Your answer must be every line of the data that holds the string "real".

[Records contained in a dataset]
★ ★ ★ ★

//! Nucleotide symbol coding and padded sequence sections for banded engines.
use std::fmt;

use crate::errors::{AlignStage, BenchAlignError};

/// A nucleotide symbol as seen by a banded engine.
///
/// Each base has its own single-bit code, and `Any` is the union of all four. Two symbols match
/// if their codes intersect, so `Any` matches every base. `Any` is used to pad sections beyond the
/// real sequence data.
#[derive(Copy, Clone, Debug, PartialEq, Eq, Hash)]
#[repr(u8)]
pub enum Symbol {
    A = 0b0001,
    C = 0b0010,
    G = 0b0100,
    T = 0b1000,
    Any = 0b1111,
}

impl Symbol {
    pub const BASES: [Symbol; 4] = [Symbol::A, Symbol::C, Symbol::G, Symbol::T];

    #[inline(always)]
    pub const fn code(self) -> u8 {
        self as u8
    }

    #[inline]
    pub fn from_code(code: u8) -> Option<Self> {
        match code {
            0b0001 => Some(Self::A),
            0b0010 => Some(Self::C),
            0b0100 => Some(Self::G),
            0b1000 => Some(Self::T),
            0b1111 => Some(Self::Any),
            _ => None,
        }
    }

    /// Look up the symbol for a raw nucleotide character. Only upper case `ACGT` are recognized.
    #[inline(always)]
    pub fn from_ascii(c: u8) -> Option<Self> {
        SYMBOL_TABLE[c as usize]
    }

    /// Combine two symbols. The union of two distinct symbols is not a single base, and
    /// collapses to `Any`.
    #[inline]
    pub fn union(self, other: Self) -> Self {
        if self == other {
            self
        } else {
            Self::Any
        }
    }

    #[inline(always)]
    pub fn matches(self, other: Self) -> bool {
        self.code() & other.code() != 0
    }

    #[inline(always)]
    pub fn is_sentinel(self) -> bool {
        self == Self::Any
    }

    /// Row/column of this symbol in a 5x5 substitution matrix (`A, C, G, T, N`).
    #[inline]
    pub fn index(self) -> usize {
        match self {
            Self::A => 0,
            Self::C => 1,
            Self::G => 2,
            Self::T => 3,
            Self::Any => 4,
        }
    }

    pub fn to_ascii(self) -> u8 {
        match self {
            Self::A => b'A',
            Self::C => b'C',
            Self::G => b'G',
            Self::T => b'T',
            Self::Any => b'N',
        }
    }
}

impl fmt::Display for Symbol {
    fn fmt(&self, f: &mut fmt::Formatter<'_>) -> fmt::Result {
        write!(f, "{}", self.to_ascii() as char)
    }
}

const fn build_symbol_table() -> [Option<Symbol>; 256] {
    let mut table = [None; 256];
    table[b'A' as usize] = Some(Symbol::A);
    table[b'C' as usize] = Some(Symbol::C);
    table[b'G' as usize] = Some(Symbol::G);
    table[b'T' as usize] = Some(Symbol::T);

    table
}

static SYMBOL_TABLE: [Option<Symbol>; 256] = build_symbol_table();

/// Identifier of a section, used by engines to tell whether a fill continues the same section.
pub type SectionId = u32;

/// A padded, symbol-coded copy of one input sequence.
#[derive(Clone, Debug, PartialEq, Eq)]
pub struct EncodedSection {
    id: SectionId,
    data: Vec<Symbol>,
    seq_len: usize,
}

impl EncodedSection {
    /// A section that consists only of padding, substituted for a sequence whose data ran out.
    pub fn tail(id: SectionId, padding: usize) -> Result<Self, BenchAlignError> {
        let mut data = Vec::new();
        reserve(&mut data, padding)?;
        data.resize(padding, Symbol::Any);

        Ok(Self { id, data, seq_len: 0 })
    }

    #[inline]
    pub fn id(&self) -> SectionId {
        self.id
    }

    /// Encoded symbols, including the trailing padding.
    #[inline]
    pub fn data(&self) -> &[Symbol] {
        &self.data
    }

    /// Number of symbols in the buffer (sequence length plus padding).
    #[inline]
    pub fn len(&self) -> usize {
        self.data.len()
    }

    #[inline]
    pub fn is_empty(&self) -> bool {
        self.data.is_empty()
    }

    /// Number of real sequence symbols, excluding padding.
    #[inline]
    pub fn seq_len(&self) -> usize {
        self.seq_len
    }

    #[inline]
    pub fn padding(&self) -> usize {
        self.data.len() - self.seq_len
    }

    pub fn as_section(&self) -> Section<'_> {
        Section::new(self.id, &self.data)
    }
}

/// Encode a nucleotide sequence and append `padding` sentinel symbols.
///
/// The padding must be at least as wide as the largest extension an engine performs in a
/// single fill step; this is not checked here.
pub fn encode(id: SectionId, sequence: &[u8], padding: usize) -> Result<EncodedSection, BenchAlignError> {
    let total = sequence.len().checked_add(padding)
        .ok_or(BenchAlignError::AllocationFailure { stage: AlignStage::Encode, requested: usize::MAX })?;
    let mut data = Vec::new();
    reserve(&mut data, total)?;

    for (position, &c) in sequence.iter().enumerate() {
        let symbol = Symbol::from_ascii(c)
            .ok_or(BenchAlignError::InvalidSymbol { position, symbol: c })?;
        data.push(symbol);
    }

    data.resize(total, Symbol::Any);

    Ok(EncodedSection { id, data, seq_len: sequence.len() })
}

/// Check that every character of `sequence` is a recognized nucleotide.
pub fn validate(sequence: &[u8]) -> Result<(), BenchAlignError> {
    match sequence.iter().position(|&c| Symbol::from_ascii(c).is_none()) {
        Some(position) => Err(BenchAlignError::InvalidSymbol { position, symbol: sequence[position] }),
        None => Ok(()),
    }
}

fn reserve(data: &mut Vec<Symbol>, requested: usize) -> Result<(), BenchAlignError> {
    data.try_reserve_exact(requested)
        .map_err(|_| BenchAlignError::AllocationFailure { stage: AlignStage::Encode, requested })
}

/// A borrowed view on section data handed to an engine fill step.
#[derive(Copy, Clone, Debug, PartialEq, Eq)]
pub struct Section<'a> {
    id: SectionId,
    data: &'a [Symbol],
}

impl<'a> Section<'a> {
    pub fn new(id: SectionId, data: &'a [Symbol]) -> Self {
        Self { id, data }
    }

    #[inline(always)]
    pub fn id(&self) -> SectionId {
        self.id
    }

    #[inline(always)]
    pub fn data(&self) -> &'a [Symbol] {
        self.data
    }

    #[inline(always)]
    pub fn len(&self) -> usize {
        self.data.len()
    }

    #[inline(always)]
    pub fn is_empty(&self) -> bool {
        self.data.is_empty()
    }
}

★ ★ ★ ★

* **Expected answer**
/// real sequence data.
    /// Number of real sequence symbols, excluding padding.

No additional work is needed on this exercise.